Quelqu’un lui parle à cet instant, ce qui me permet de ne pas répondre. Impossible d’ajouter ma présence au joyeux rassemblement de la famille de Greg dans un des meilleurs restaurants de Tacoma, je suis trop mal. Greg reprend la parole.
- On se voit demain ? Tu vas venir, n’est-ce pas ?
Oui, Greg, je serai à Trinity demain matin.
2.
Avoir vécu avec des tortionnaires m’a appris une chose : être seule, dans un endroit dont on a le contrôle, est un privilège. Je vais rentrer chez moi, boire un peu de soupe chaude, et me mettre au lit avec mes chats et une bouteille d’eau.
Non. J’ai besoin d’aide. Je reconnais la spirale de sensations qui m'entraîne vers le vide. Je suis en train de tomber en morceaux. Ma main est moins douloureuse mais je remarque que la zone autour de mon index, où se trouve la bague, enfle. Une douleur pulsante prend de l’ampleur dans mon abdomen. Là où j’ai frappé Guillain. Comment est-ce possible ? Que m’arrive-t-il ?
J’appelle ma petite Sainte. Aide-moi. Dis-moi quoi faire. Emilie… Emilie…
Le simple fait de dire son nom à mi-voix, comme une incantation, me donne la réponse dont j’ai besoin. Milo… Comment n’ai-je pas pensé à lui plus tôt ? Je trouve son numéro dans la mémoire de mon téléphone. Sa voix retentit dans l’appareil.
- Nathalie ? Euh… Max. C’est toi ?
- Oui, dis-je dans un souffle.
Il n’est pas seul. J’entends des conversations autour de lui.
- Attends une seconde, me dit-il, je sors.

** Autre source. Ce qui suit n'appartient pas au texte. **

//=========================================================================
// Host Call Relay
//=========================================================================
//
// Translates flat host-import invocations into named events.
//
// The simulation cannot hold host references; it can only call imported
// functions with integers and floats. Each import lands here as a
// `HostCall` carrying raw pointer/length pairs, is decoded through the
// transfer codec, and re-emitted on the channel.
//
// Architecture:
//   simulation ──play_audio_hook(ptr,len,ptr,len,rate,vol)──> HostCall
//        ↓ relay()
//   read_string() × n ──> GameEvent ──> EventChannel::emit_event()
//
//=========================================================================

//=== External Dependencies ===============================================

use log::Level;

//=== Internal Dependencies ===============================================

use super::{EventChannel, GameEvent};
use crate::core::transfer::{read_string, StrRef};
use crate::error::TransferError;

//=== HostCall ============================================================

/// One raw callback from the simulation, before decoding.
#[derive(Debug, Clone, Copy, PartialEq)]
pub enum HostCall {
    PlayAudio {
        target: StrRef,
        clip: StrRef,
        rate: f32,
        volume: f32,
    },
    LoopAudio {
        target: StrRef,
        clip: StrRef,
        rate: f32,
        volume: f32,
    },
    StopAudio {
        target: StrRef,
        clip: StrRef,
    },
    LoopAnimation {
        target: StrRef,
        clip: StrRef,
        time_scale: f32,
    },
    StopAnimation {
        target: StrRef,
        clip: StrRef,
    },
    Announce {
        message: StrRef,
    },
    /// Level progress signal; the string is the event tag itself.
    LevelEvent {
        kind: StrRef,
    },
    Log {
        level: Level,
        message: StrRef,
    },
}

impl HostCall {
    /// Import name the simulation links this callback under.
    pub fn import_name(&self) -> &'static str {
        match self {
            Self::PlayAudio { .. } => "play_audio_hook",
            Self::LoopAudio { .. } => "loop_audio_hook",
            Self::StopAudio { .. } => "stop_audio_hook",
            Self::LoopAnimation { .. } => "loop_animation_hook",
            Self::StopAnimation { .. } => "stop_animation_hook",
            Self::Announce { .. } => "assistive_device_announce_hook",
            Self::LevelEvent { .. } => "level_event_hook",
            Self::Log { level, .. } => match level {
                Level::Error => "on_error",
                Level::Warn => "on_warn",
                Level::Info => "on_info",
                Level::Debug => "on_debug",
                Level::Trace => "on_trace",
            },
        }
    }
}

//=== relay() =============================================================

/// Decodes `call` against `memory` and emits it. Returns the number of
/// listeners that ran.
///
/// Diagnostic calls are also written to the `log` facade under the
/// `simulation` target.
pub fn relay(events: &mut EventChannel, memory: &[u8], call: HostCall) -> Result<usize, TransferError> {
    let text = |s: StrRef| read_string(memory, s);

    let event = match call {
        HostCall::PlayAudio {
            target,
            clip,
            rate,
            volume,
        } => GameEvent::PlayAudio {
            target: text(target)?,
            clip: text(clip)?,
            rate,
            volume,
        },
        HostCall::LoopAudio {
            target,
            clip,
            rate,
            volume,
        } => GameEvent::LoopAudio {
            target: text(target)?,
            clip: text(clip)?,
            rate,
            volume,
        },
        HostCall::StopAudio { target, clip } => GameEvent::StopAudio {
            target: text(target)?,
            clip: text(clip)?,
        },
        HostCall::LoopAnimation {
            target,
            clip,
            time_scale,
        } => GameEvent::LoopAnimation {
            target: text(target)?,
            clip: text(clip)?,
            time_scale,
        },
        HostCall::StopAnimation { target, clip } => GameEvent::StopAnimation {
            target: text(target)?,
            clip: text(clip)?,
        },
        HostCall::Announce { message } => GameEvent::Announcement(text(message)?),
        HostCall::LevelEvent { kind } => {
            // Level tags are open-ended; forward whatever the level sent.
            let tag = text(kind)?;
            return Ok(events.emit(&tag, &[]));
        }
        HostCall::Log { level, message } => {
            let message = text(message)?;
            log::log!(target: "simulation", level, "{}", message);
            GameEvent::Log { level, message }
        }
    };

    Ok(events.emit_event(&event))
}

//=========================================================================
// Unit Tests
//=========================================================================

#[cfg(test)]
mod tests {
    use super::*;
    use crate::core::events::EventValue;
    use crate::core::transfer::write_string;
    use std::cell::RefCell;
    use std::rc::Rc;

    /// Lays strings out back to back, as the simulation would.
    fn memory_with(strings: &[&str]) -> (Vec<u8>, Vec<StrRef>) {
        let mut memory = vec![0u8; 256];
        let mut refs = Vec::new();
        let mut cursor = 16;
        for s in strings {
            refs.push(write_string(&mut memory, cursor, s.as_bytes()).unwrap());
            cursor += s.len() as u32;
        }
        (memory, refs)
    }

    fn capture(events: &mut EventChannel, tag: &str) -> Rc<RefCell<Vec<Vec<EventValue>>>> {
        let seen = Rc::new(RefCell::new(Vec::new()));
        let sink = Rc::clone(&seen);
        events.on(tag, move |payload| sink.borrow_mut().push(payload.to_vec()));
        seen
    }

    #[test]
    fn play_audio_hook_emits_decoded_fields() {
        let (memory, refs) = memory_with(&["PLAYER", "JUMP"]);
        let mut events = EventChannel::new();
        let seen = capture(&mut events, "PLAY_AUDIO");

        let invoked = relay(
            &mut events,
            &memory,
            HostCall::PlayAudio {
                target: refs[0],
                clip: refs[1],
                rate: 1.25,
                volume: 0.5,
            },
        )
        .unwrap();

        assert_eq!(invoked, 1);
        assert_eq!(
            seen.borrow()[0],
            vec![
                EventValue::from("PLAYER"),
                EventValue::from("JUMP"),
                EventValue::Num(1.25),
                EventValue::Num(0.5),
            ]
        );
    }

    #[test]
    fn level_event_uses_string_as_tag() {
        let (memory, refs) = memory_with(&["CHECKPOINT_REACHED"]);
        let mut events = EventChannel::new();
        let seen = capture(&mut events, "CHECKPOINT_REACHED");

        relay(&mut events, &memory, HostCall::LevelEvent { kind: refs[0] }).unwrap();

        assert_eq!(seen.borrow().len(), 1);
        assert!(seen.borrow()[0].is_empty());
    }

    #[test]
    fn log_hook_emits_under_lowercase_level() {
        let (memory, refs) = memory_with(&["collider missing"]);
        let mut events = EventChannel::new();
        let seen = capture(&mut events, "warn");

        relay(
            &mut events,
            &memory,
            HostCall::Log {
                level: Level::Warn,
                message: refs[0],
            },
        )
        .unwrap();

        assert_eq!(seen.borrow()[0], vec![EventValue::from("collider missing")]);
    }

    #[test]
    fn bad_pointer_fails_without_emitting() {
        let memory = vec![0u8; 32];
        let mut events = EventChannel::new();
        let seen = capture(&mut events, "AD_ANNOUNCEMENT");

        let result = relay(
            &mut events,
            &memory,
            HostCall::Announce {
                message: StrRef::new(30, 8),
            },
        );

        assert!(result.is_err());
        assert!(seen.borrow().is_empty());
    }

    #[test]
    fn import_names_match_abi() {
        let s = StrRef::new(0, 0);
        assert_eq!(HostCall::Announce { message: s }.import_name(), "assistive_device_announce_hook");
        assert_eq!(
            HostCall::Log {
                level: Level::Trace,
                message: s
            }
            .import_name(),
            "on_trace"
        );
    }
}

Quelques instants plus tard, il reprend :
- Voilà, je suis chez un de mes collègues d’Harborview, avec d’autres confrères… Comment vas-tu, Max ? Je t’entends à peine…
- Pas très bien… Je viens de voir Guillain.
- Oh… Seule ?
- Il n’aurait rien dit si je n'avais pas été seule.
- Et… Il a dit… ?
- Il a tout avoué. Je suis dans un état…
- OK. Max, écoute-moi. Tu vas venir chez moi. Tu es à Tacoma ?
- Pas très loin… Nisqually.
- Peux-tu conduire jusqu'à Seattle ? Je vais te donner mon adresse. Sinon, je viens te chercher, où que tu sois.
Les paroles précises, efficaces de Milo me donnent du courage, ainsi que sa détermination à me voir. Quelques instants plus tard, je suis en route.
3.
Milo habite dans une maison flottante, située sur le lac Union. Ces résidences pittoresques, souvent entourées de fleurs, sont populaires dans la région. Les habitants circulent en canoë pour se rendre visite. Et en cas de tremblement de terre - toute la région est zone sismique - les maisons se contentent de flotter sur les vagues sans se briser.
Je me gare sur le parking des visiteurs, je devine le petit chemin qui doit mener à l'eau, où les maisons se côtoient, chacune sur sa plate-forme.
Milo m’attend sous un grand parapluie de golf qui le protège de ce qui est maintenant une pluie battante. J’ai conduit en utilisant surtout ma main gauche, ce qui est facile dans une voiture automatique, m'appliquant à respirer régulièrement.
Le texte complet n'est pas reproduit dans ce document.